→ HOW TO COMPLETE THIS TASK
Copy out each line below that has the word "listening" in it.
DATA PROVIDED START
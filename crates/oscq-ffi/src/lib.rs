//! C ABI for hosting the OSCQuery port listener in-process
//!
//! Two entry points are exported:
//!
//! - `vrc_start_listener(callback)` starts discovery and calls `callback`
//!   with every new port; a running listener is superseded. A null callback
//!   is ignored.
//! - `vrc_stop_listener()` stops discovery. Safe to call at any time.
//!
//! The listener, its tokio runtime and the mDNS daemon are created on the
//! first start and live until the library is unloaded. Callbacks run on the
//! library's discovery thread.

pub mod embedded;

pub use embedded::EmbeddedListener;

use oscq_core::{logging, FinderConfig};
use oscq_discovery::{MdnsResolver, PortCallback};
use parking_lot::Mutex;
use std::panic::{self, AssertUnwindSafe};
use tracing::{error, warn};

/// Process-wide listener, created on first start
static LISTENER: Mutex<Option<EmbeddedListener<MdnsResolver>>> = Mutex::new(None);

/// Installs logging from the loaded configuration, or from the defaults when
/// loading failed, and reports the failure once logging is up.
fn prepare_config(loaded: oscq_core::Result<FinderConfig>) -> FinderConfig {
    let (config, failure) = match loaded {
        Ok(config) => (config, None),
        Err(e) => (FinderConfig::default(), Some(e)),
    };
    logging::try_init(&config.logging);

    if let Some(e) = failure {
        warn!(error = %e, "Falling back to default configuration");
    }
    config
}

fn create_listener() -> oscq_discovery::Result<EmbeddedListener<MdnsResolver>> {
    let config = prepare_config(FinderConfig::load(None));
    EmbeddedListener::new(MdnsResolver::new()?, &config.discovery)
}

fn start(callback: PortCallback) {
    let mut slot = LISTENER.lock();

    if slot.is_none() {
        match create_listener() {
            Ok(listener) => *slot = Some(listener),
            Err(e) => {
                error!(error = %e, "Failed to create port listener");
                return;
            }
        }
    }

    if let Some(listener) = slot.as_ref() {
        listener.start(callback);
    }
}

fn stop() {
    if let Some(listener) = LISTENER.lock().as_ref() {
        listener.stop();
    }
}

/// Starts listening and reports every port change through `callback`.
///
/// A null `callback` returns immediately without touching a running listener.
#[no_mangle]
pub extern "C" fn vrc_start_listener(callback: Option<PortCallback>) {
    let Some(callback) = callback else {
        return;
    };

    if panic::catch_unwind(AssertUnwindSafe(|| start(callback))).is_err() {
        error!("Panic while starting port listener");
    }
}

/// Stops listening and forgets the registered callback.
#[no_mangle]
pub extern "C" fn vrc_stop_listener() {
    if panic::catch_unwind(stop).is_err() {
        error!("Panic while stopping port listener");
    }
}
DATA PROVIDED END
→ REPLY
/// Starts listening and reports every port change through `callback`.
/// Stops listening and forgets the registered callback.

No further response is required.